#### What you have to do:
Below are records; copy every line in them that holds the word "radiation".

.....

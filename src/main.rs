use anyhow::Result;
use clap::Parser;
use shipdash::logging::{self, LogConfig};
use shipdash::{DashboardConfig, RunnerConfig, TelemetryRunner};
use std::path::PathBuf;
use std::time::Duration;
use tracing::info;

/// Spacecraft telemetry simulator — prints snapshots and warnings to the console.
#[derive(Debug, Parser)]
#[command(name = "shipdash", version, about)]
struct Cli {
    /// Path to a TOML config file
    #[arg(short, long, env = "SHIPDASH_CONFIG")]
    config: Option<PathBuf>,

    /// Tick interval in milliseconds (overrides config)
    #[arg(long)]
    interval_ms: Option<u64>,

    /// RNG seed for reproducible runs (overrides config)
    #[arg(long)]
    seed: Option<u64>,

    /// Emit each tick as a JSON line instead of formatted text
    #[arg(long)]
    json: bool,

    /// Stop after this many ticks (runs until Ctrl-C if omitted)
    #[arg(long)]
    ticks: Option<u64>,

    /// Directory for file logging (disabled if omitted)
    #[arg(long)]
    log_dir: Option<PathBuf>,
}

#[tokio::main]
async fn main() -> Result<()> {
    let cli = Cli::parse();

    let mut config = DashboardConfig::load(cli.config.as_deref())?;
    if let Some(interval_ms) = cli.interval_ms {
        config.tick_interval_ms = interval_ms;
    }
    if let Some(seed) = cli.seed {
        config.seed = Some(seed);
    }
    config.validate()?;

    let _guard = logging::init(&LogConfig {
        level: config.log_level.clone(),
        json: cli.json,
        log_dir: cli.log_dir.clone(),
    })?;

    info!(
        tick_interval_ms = config.tick_interval_ms,
        seed = ?config.seed,
        "starting telemetry runner"
    );

    let runner = TelemetryRunner::new(RunnerConfig {
        tick_interval: Duration::from_millis(config.tick_interval_ms),
        toast_ttl_ms: config.toast_ttl_ms,
        thresholds: config.thresholds.clone(),
        seed: config.seed,
    });
    let mut rx = runner.subscribe();
    let handle = runner.start()?;

    let mut remaining = cli.ticks;
    loop {
        tokio::select! {
            changed = rx.changed() => {
                if changed.is_err() {
                    break;
                }
                let update = rx.borrow_and_update().clone();
                if cli.json {
                    println!("{}", serde_json::to_string(&update.snapshot)?);
                } else {
                    let snapshot = &update.snapshot;
                    println!(
                        "speed {:>4} km/h | alt {:>6} ft | fuel {:>6.2}% | temp {:>3}°C | thrust {:>2}% | shield {:>6.2}% | o2 {:>6.2}% | press {:.3} atm | rad {:>2}{}",
                        snapshot.speed,
                        snapshot.altitude,
                        snapshot.fuel,
                        snapshot.temperature,
                        snapshot.thrust,
                        snapshot.shield,
                        snapshot.oxygen,
                        snapshot.pressure,
                        snapshot.radiation,
                        if update.report.any_warning { "  [WARNING]" } else { "" },
                    );
                }

                if let Some(n) = remaining.as_mut() {
                    *n = n.saturating_sub(1);
                    if *n == 0 {
                        break;
                    }
                }
            }
            _ = tokio::signal::ctrl_c() => {
                info!("shutdown requested");
                break;
            }
        }
    }

    runner.stop();
    handle.await?;
    info!("telemetry runner stopped");

    Ok(())
}
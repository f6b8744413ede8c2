use anyhow::Result;
use std::path::PathBuf;
use tracing_appender::non_blocking::WorkerGuard;
use tracing_appender::{non_blocking, rolling};
use tracing_subscriber::{fmt, layer::SubscriberExt, util::SubscriberInitExt, EnvFilter, Layer};

/// ログ設定
#[derive(Debug, Clone)]
pub struct LogConfig {
    /// ログレベル (trace, debug, info, warn, error)
    pub level: String,
    /// JSON形式で出力するか
    pub json: bool,
    /// ログディレクトリ（指定時はファイル出力を有効化、日次ローテーション）
    pub log_dir: Option<PathBuf>,
}

impl Default for LogConfig {
    fn default() -> Self {
        Self {
            level: "info".to_string(),
            json: false,
            log_dir: None,
        }
    }
}

/// ログシステムを初期化
///
/// ファイル出力を有効にした場合は返される `WorkerGuard` を
/// プロセス終了まで保持すること。ドロップするとバッファが破棄される。
pub fn init(config: &LogConfig) -> Result<Option<WorkerGuard>> {
    let filter =
        EnvFilter::try_from_default_env().unwrap_or_else(|_| EnvFilter::new(&config.level));

    let console_layer = if config.json {
        fmt::layer().json().boxed()
    } else {
        fmt::layer().boxed()
    };

    match &config.log_dir {
        Some(dir) => {
            let appender = rolling::daily(dir, "shipdash.log");
            let (writer, guard) = non_blocking(appender);
            let file_layer = fmt::layer().with_ansi(false).with_writer(writer).boxed();

            tracing_subscriber::registry()
                .with(filter)
                .with(console_layer)
                .with(file_layer)
                .try_init()?;
            Ok(Some(guard))
        }
        None => {
            tracing_subscriber::registry()
                .with(filter)
                .with(console_layer)
                .try_init()?;
            Ok(None)
        }
    }
}
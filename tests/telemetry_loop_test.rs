//! End-to-end tests for the simulate → evaluate → notify cycle.

use shipdash::{
    evaluate, MetricKind, MetricsSnapshot, RunnerConfig, Simulator, TelemetryRunner, ThresholdSet,
};
use std::time::Duration;
use tokio_test::assert_ok;

fn quiet_thresholds() -> ThresholdSet {
    ThresholdSet {
        oxygen: 0.0,
        shield: 0.0,
        fuel: 0.0,
        radiation: 1000.0,
        ..Default::default()
    }
}

#[test]
fn simulated_flight_eventually_raises_consumable_warnings() {
    let mut simulator = Simulator::from_seed(2024);
    let thresholds = ThresholdSet::default();
    let mut snapshot = MetricsSnapshot::new();

    // 燃料は 0.1%/tick で減るため、(100 - 20) / 0.1 = 800 ティック強で
    // 警告閾値 20% を割り込む
    let mut first_fuel_warning = None;
    for tick in 0..1000u32 {
        snapshot = simulator.advance(&snapshot);
        let report = evaluate(&snapshot, &thresholds);
        if report.is_warning(MetricKind::Fuel) {
            first_fuel_warning = Some(tick);
            break;
        }
    }

    let tick = first_fuel_warning.expect("fuel warning never raised");
    assert!((795..=805).contains(&tick), "warning at tick {}", tick);
}

#[test]
fn warning_state_tracks_snapshot_not_history() {
    let thresholds = ThresholdSet::default();

    let low_oxygen = MetricsSnapshot {
        oxygen: 10.0,
        ..MetricsSnapshot::new()
    };
    let recovered = MetricsSnapshot::new();

    assert!(evaluate(&low_oxygen, &thresholds).any_warning);
    // 評価器は状態を持たないので、回復したスナップショットは即座にクリア
    assert!(!evaluate(&recovered, &thresholds).any_warning);
}

#[tokio::test(start_paused = true)]
async fn runner_drives_full_cycle_and_stops_cleanly() {
    let runner = TelemetryRunner::new(RunnerConfig {
        tick_interval: Duration::from_millis(500),
        thresholds: quiet_thresholds(),
        seed: Some(11),
        ..Default::default()
    });
    let mut rx = runner.subscribe();
    let handle = tokio_test::assert_ok!(runner.start());

    let mut last_fuel = f64::MAX;
    for _ in 0..5 {
        rx.changed().await.expect("tick");
        let update = rx.borrow_and_update().clone();
        assert!(update.snapshot.fuel < last_fuel);
        assert!((700..=900).contains(&update.snapshot.speed));
        assert!(!update.report.any_warning);
        last_fuel = update.snapshot.fuel;
    }

    runner.stop();
    handle.await.expect("join");
    assert!(!runner.is_running());
}
//! # shipdash
//!
//! Spacecraft status telemetry simulator and threshold warning engine.
//!
//! This crate provides the logic core behind a stylized spacecraft dashboard:
//! a tick-driven metrics simulator, a threshold-based warning evaluator, and a
//! self-expiring toast notification queue. Rendering is out of scope; the
//! latest snapshot and warning report are published on a watch channel for any
//! presentation layer to consume.

pub mod config;
pub mod error;
pub mod logging;
pub mod telemetry;

pub use config::DashboardConfig;
pub use error::{Error, Result};
pub use telemetry::{
    evaluate, ComparatorEvaluator, MetricKind, MetricsSnapshot, RunnerConfig, Simulator,
    TelemetryRunner, ThresholdSet, TickUpdate, Toast, ToastQueue, WarningReport,
};

#[cfg(test)]
mod tests {
    use super::*;

    #[test]
    fn test_error_display() {
        let err = Error::Config("missing file".to_string());
        assert!(err.to_string().contains("missing file"));
    }
}
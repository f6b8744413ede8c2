//! Error types for the telemetry engine.

use thiserror::Error;

/// Result type alias for telemetry operations
pub type Result<T> = std::result::Result<T, Error>;

/// Error types for telemetry engine operations
#[derive(Debug, Error)]
pub enum Error {
    /// Configuration could not be loaded or parsed
    #[error("Configuration error: {0}")]
    Config(String),

    /// A threshold value failed validation
    #[error("Invalid threshold for {metric}: {reason}")]
    InvalidThreshold { metric: String, reason: String },

    /// The tick runner was started twice
    #[error("Telemetry runner is already running")]
    AlreadyRunning,

    /// I/O error
    #[error("IO error: {0}")]
    Io(#[from] std::io::Error),
}

impl From<config::ConfigError> for Error {
    fn from(err: config::ConfigError) -> Self {
        Error::Config(err.to_string())
    }
}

.....

#### Problem solution:
                        snapshot.radiation,
        radiation: 1000.0,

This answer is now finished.